Below are several records. Retype exactly those lines running from the one with "use crate::normalize::NormalizedResult;" through the one with "use super::impact::ChangeBrief;", end lines included, and no others.

[Items listed in a dataset]
***

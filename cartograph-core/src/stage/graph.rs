// Knowledge graph build: ask the agent for the component graph, normalize it,
// and persist it as the next snapshot version.

use std::collections::{BTreeMap, HashSet};
use std::sync::Arc;

use serde_json::{Map, Value, json};
use tracing::{info, warn};

use cartograph_graph::{
    KnowledgeGraph, KnowledgeGraphNode, NodeType, dangling_dependencies, dependency_cycles,
};

use crate::error::StageError;
use crate::normalize::NormalizedResult;
use crate::prompt::{json_block, respond_with_json, truncate};
use crate::store::{GraphSnapshot, GraphStore};
use crate::types::{ChangeRecord, ImpactAssessment};

use super::fields::{optional_string_list, root_object, text};
use super::impact::ChangeBrief;
use super::{Provenance, Stage, StageId, StageReport, raw_text};

const SCHEMA: &str = r#"{
  "nodes": [
    {
      "id": "unique component id, e.g. src/app/models.py",
      "type": "module | class | function | service",
      "name": "display name",
      "dependencies": ["ids this component depends on"],
      "metadata": {}
    }
  ]
}"#;

const SUMMARY_LIMIT: usize = 200;

#[derive(Debug, Clone, Default)]
pub struct GraphInput {
    pub changes: Vec<ChangeRecord>,
    pub assessment: ImpactAssessment,
    /// The current snapshot's graph, so the agent can update rather than restart.
    pub previous: Option<KnowledgeGraph>,
}

#[derive(Debug, Clone)]
pub struct GraphStage {
    store: Arc<dyn GraphStore>,
}

impl GraphStage {
    pub fn new(store: Arc<dyn GraphStore>) -> Self {
        Self { store }
    }
}

/// Counts of per-node defaults, reported once per field rather than per node.
#[derive(Default)]
struct NodeDefaults {
    skipped: usize,
    node_type: usize,
    name: usize,
    duplicates: usize,
}

impl NodeDefaults {
    fn into_warnings(self, warnings: &mut Vec<String>) {
        let mut push = |n: usize, what: &str| {
            if n > 0 {
                warnings.push(format!("{n} node(s): {what}"));
            }
        };
        push(self.skipped, "no id; skipped");
        push(self.node_type, "type missing or unrecognized; defaulted to module");
        push(self.name, "name missing; defaulted to id");
        push(self.duplicates, "duplicate id; first occurrence kept");
    }
}

fn map_node(
    obj: &Map<String, Value>,
    defaults: &mut NodeDefaults,
    warnings: &mut Vec<String>,
) -> Option<KnowledgeGraphNode> {
    let Some(id) = text(obj, "id") else {
        defaults.skipped += 1;
        return None;
    };
    let node_type = text(obj, "type")
        .and_then(|t| NodeType::parse(&t))
        .unwrap_or_else(|| {
            defaults.node_type += 1;
            NodeType::Module
        });
    let name = text(obj, "name").unwrap_or_else(|| {
        defaults.name += 1;
        id.clone()
    });
    let metadata: BTreeMap<String, Value> = match obj.get("metadata") {
        Some(Value::Object(m)) => m.clone().into_iter().collect(),
        _ => BTreeMap::new(),
    };

    Some(KnowledgeGraphNode {
        dependencies: optional_string_list(obj, "dependencies", warnings).unwrap_or_default(),
        dependents: optional_string_list(obj, "dependents", warnings).unwrap_or_default(),
        id,
        node_type,
        name,
        metadata,
    })
}

/// Fold an `edges: [{from, to}]` list into the `from` nodes' dependencies.
fn fold_edges(nodes: &mut [KnowledgeGraphNode], edges: &[Value], warnings: &mut Vec<String>) {
    let mut index: BTreeMap<String, usize> = BTreeMap::new();
    for (i, n) in nodes.iter().enumerate() {
        index.entry(n.id.clone()).or_insert(i);
    }
    let mut unmatched = 0usize;
    for edge in edges {
        let from = edge.get("from").and_then(Value::as_str);
        let to = edge.get("to").and_then(Value::as_str);
        match (from.and_then(|f| index.get(f)), to) {
            (Some(&i), Some(to)) if !to.trim().is_empty() => {
                nodes[i].dependencies.push(to.trim().to_string());
            }
            _ => unmatched += 1,
        }
    }
    if unmatched > 0 {
        warnings.push(format!("{unmatched} edge(s) without a known source node ignored"));
    }
}

fn snapshot_of(graph: KnowledgeGraph, input: &GraphInput) -> GraphSnapshot {
    let cycles = dependency_cycles(&graph);
    let dangling = dangling_dependencies(&graph).len();
    let (nodes, edges) = (graph.nodes.len(), graph.edges.len());
    GraphSnapshot::from_graph(graph)
        .with_metadata("total_nodes", json!(nodes))
        .with_metadata("total_edges", json!(edges))
        .with_metadata("dependency_cycles", json!(cycles))
        .with_metadata("dangling_dependencies", json!(dangling))
        .with_metadata("changes_analyzed", json!(input.changes.len()))
        .with_metadata("risk_level", json!(input.assessment.risk_level.as_str()))
}

#[async_trait::async_trait]
impl Stage for GraphStage {
    type Input = GraphInput;
    type Output = GraphSnapshot;

    fn id(&self) -> StageId {
        StageId::KnowledgeGraphBuild
    }

    fn render_prompt(&self, input: &GraphInput) -> String {
        let briefs: Vec<ChangeBrief<'_>> = input.changes.iter().map(ChangeBrief::from).collect();
        let previous = match &input.previous {
            Some(graph) if !graph.is_empty() => {
                let outline: BTreeMap<&str, &Vec<String>> = graph
                    .nodes
                    .iter()
                    .map(|n| (n.id.as_str(), &n.dependencies))
                    .collect();
                format!(
                    "Current graph (id -> dependencies); update it rather than starting over:\n{}\n\n",
                    json_block(&outline)
                )
            }
            _ => String::new(),
        };
        format!(
            "## Task: knowledge_graph_build\n\n\
             Analyze the repository in the working directory and describe its component \
             graph: modules, services, key classes and functions, and the dependencies \
             between them. Pay attention to circular dependencies, highly coupled \
             components and central points of failure.\n\n\
             Recent changes:\n{}\n\n\
             Impact assessment:\n{}\n\n\
             {previous}{}",
            json_block(&briefs),
            json_block(&input.assessment),
            respond_with_json(SCHEMA)
        )
    }

    fn map_structured(
        &self,
        value: Value,
        input: &GraphInput,
        warnings: &mut Vec<String>,
    ) -> GraphSnapshot {
        // A bare array is taken as the node list itself.
        let (raw_nodes, raw_edges) = match value {
            Value::Array(items) => (items, Vec::new()),
            other => {
                let mut obj = root_object(other, warnings);
                let nodes = match obj.remove("nodes") {
                    Some(Value::Array(items)) => items,
                    _ => {
                        warnings.push("nodes: missing or not a list; defaulted to []".into());
                        Vec::new()
                    }
                };
                let edges = match obj.remove("edges") {
                    Some(Value::Array(items)) => items,
                    _ => Vec::new(),
                };
                (nodes, edges)
            }
        };

        let mut defaults = NodeDefaults::default();
        let mut seen = HashSet::new();
        let mut nodes = Vec::with_capacity(raw_nodes.len());
        for raw in &raw_nodes {
            let Some(obj) = raw.as_object() else {
                defaults.skipped += 1;
                continue;
            };
            if let Some(node) = map_node(obj, &mut defaults, warnings) {
                if seen.insert(node.id.clone()) {
                    nodes.push(node);
                } else {
                    defaults.duplicates += 1;
                }
            }
        }
        defaults.into_warnings(warnings);
        fold_edges(&mut nodes, &raw_edges, warnings);

        snapshot_of(KnowledgeGraph::from_nodes(nodes), input)
    }

    fn degraded(&self, input: &GraphInput, result: &NormalizedResult) -> GraphSnapshot {
        let text = raw_text(result);
        snapshot_of(KnowledgeGraph::default(), input)
            .with_metadata("degraded", json!(true))
            .with_metadata("analysis_summary", json!(truncate(&text, SUMMARY_LIMIT)))
    }

    async fn commit(
        &self,
        mut snapshot: GraphSnapshot,
        provenance: Provenance,
        report: &mut StageReport,
    ) -> Result<GraphSnapshot, StageError> {
        if provenance != Provenance::Structured {
            report.set_detail("saved", false);
            return Ok(snapshot);
        }
        if snapshot.nodes.is_empty() {
            report
                .warnings
                .push("no usable nodes; snapshot not saved".to_string());
            report.set_detail("saved", false);
            return Ok(snapshot);
        }

        let version = self.store.save(&snapshot).await.map_err(|e| {
            warn!(error = %e, "Snapshot save failed");
            StageError::Persist(e.to_string())
        })?;
        snapshot.version = version;
        info!(
            version,
            nodes = snapshot.nodes.len(),
            edges = snapshot.edges.len(),
            "Knowledge graph snapshot saved"
        );
        report.set_detail("saved", true);
        report.set_detail("version", version);
        Ok(snapshot)
    }
}

#[cfg(test)]
mod tests {
    use super::*;
    use crate::store::FsGraphStore;

    fn stage(dir: &std::path::Path) -> (GraphStage, Arc<FsGraphStore>) {
        let store = Arc::new(FsGraphStore::new(dir));
        (GraphStage::new(store.clone()), store)
    }

    #[test]
    fn nodes_get_documented_defaults() {
        let dir = tempfile::tempdir().unwrap();
        let (stage, _) = stage(dir.path());
        let mut warnings = Vec::new();
        let snapshot = stage.map_structured(
            json!({"nodes": [
                {"id": "api", "type": "service", "dependencies": ["db"]},
                {"id": "db", "type": "database"},
                {"id": "api", "type": "module"},
                {"name": "anonymous"},
                7
            ]}),
            &GraphInput::default(),
            &mut warnings,
        );

        let ids: Vec<&str> = snapshot.nodes.iter().map(|n| n.id.as_str()).collect();
        assert_eq!(ids, vec!["api", "db"]);
        assert_eq!(snapshot.nodes[0].node_type, NodeType::Service);
        assert_eq!(snapshot.nodes[1].node_type, NodeType::Module);
        assert_eq!(snapshot.nodes[1].name, "db");
        assert_eq!(snapshot.nodes[1].dependents, vec!["api"]);
        assert_eq!(snapshot.edges.len(), 1);
        assert_eq!(snapshot.metadata["total_nodes"], json!(2));
        // skipped, type, name, duplicate
        assert_eq!(warnings.len(), 4, "{warnings:?}");
    }

    #[test]
    fn edge_list_folds_into_dependencies() {
        let dir = tempfile::tempdir().unwrap();
        let (stage, _) = stage(dir.path());
        let mut warnings = Vec::new();
        let snapshot = stage.map_structured(
            json!({
                "nodes": [{"id": "a", "name": "a"}, {"id": "b", "name": "b"}],
                "edges": [{"from": "a", "to": "b"}, {"from": "ghost", "to": "a"}]
            }),
            &GraphInput::default(),
            &mut warnings,
        );
        assert_eq!(snapshot.nodes[0].dependencies, vec!["b"]);
        assert!(snapshot.graph().check_consistency().is_ok());
        assert!(warnings.iter().any(|w| w.contains("1 edge(s)")));
    }

    #[test]
    fn cycles_are_recorded_in_metadata() {
        let dir = tempfile::tempdir().unwrap();
        let (stage, _) = stage(dir.path());
        let mut warnings = Vec::new();
        let snapshot = stage.map_structured(
            json!([
                {"id": "a", "name": "a", "dependencies": ["b"]},
                {"id": "b", "name": "b", "dependencies": ["a", "ext"]}
            ]),
            &GraphInput::default(),
            &mut warnings,
        );
        assert_eq!(snapshot.metadata["dependency_cycles"], json!([["a", "b"]]));
        assert_eq!(snapshot.metadata["dangling_dependencies"], json!(1));
    }

    #[tokio::test]
    async fn structured_snapshot_is_saved_degraded_is_not() {
        let dir = tempfile::tempdir().unwrap();
        let (stage, store) = stage(dir.path());
        let mut warnings = Vec::new();
        let snapshot = stage.map_structured(
            json!({"nodes": [{"id": "core", "name": "core"}]}),
            &GraphInput::default(),
            &mut warnings,
        );

        let mut report = StageReport::new(StageId::KnowledgeGraphBuild);
        let saved = stage.commit(snapshot, Provenance::Structured, &mut report).await.unwrap();
        assert_eq!(saved.version, 1);
        assert_eq!(report.detail["saved"], json!(true));

        let degraded = stage.degraded(
            &GraphInput::default(),
            &NormalizedResult::Unstructured("I looked around.".into()),
        );
        let mut report = StageReport::new(StageId::KnowledgeGraphBuild);
        let out = stage.commit(degraded, Provenance::Degraded, &mut report).await.unwrap();
        assert_eq!(out.version, 0);
        assert_eq!(out.metadata["analysis_summary"], json!("I looked around."));
        assert_eq!(store.versions().await.unwrap(), vec![1]);
    }

    #[tokio::test]
    async fn save_failure_is_persist_error() {
        let dir = tempfile::tempdir().unwrap();
        let blocker = dir.path().join("not-a-dir");
        std::fs::write(&blocker, "file").unwrap();
        let (stage, _) = stage(&blocker);

        let snapshot = GraphSnapshot::from_graph(KnowledgeGraph::from_nodes(vec![
            KnowledgeGraphNode::new("x", NodeType::Module),
        ]));
        let mut report = StageReport::new(StageId::KnowledgeGraphBuild);
        let err = stage
            .commit(snapshot, Provenance::Structured, &mut report)
            .await
            .unwrap_err();
        assert!(matches!(err, StageError::Persist(_)));
    }

    #[test]
    fn prompt_includes_previous_graph_outline() {
        let dir = tempfile::tempdir().unwrap();
        let (stage, _) = stage(dir.path());
        let input = GraphInput {
            previous: Some(KnowledgeGraph::from_nodes(vec![
                KnowledgeGraphNode::new("svc", NodeType::Service).with_dependencies(["db"]),
            ])),
            ..GraphInput::default()
        };
        let prompt = stage.render_prompt(&input);
        assert!(prompt.contains("Task: knowledge_graph_build"));
        assert!(prompt.contains("\"svc\": [\n    \"db\"\n  ]"));
        assert!(!stage.render_prompt(&GraphInput::default()).contains("Current graph"));
    }
}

***

**Answer to the problem**
use crate::normalize::NormalizedResult;
use crate::prompt::{json_block, respond_with_json, truncate};
use crate::store::{GraphSnapshot, GraphStore};
use crate::types::{ChangeRecord, ImpactAssessment};

use super::fields::{optional_string_list, root_object, text};
use super::impact::ChangeBrief;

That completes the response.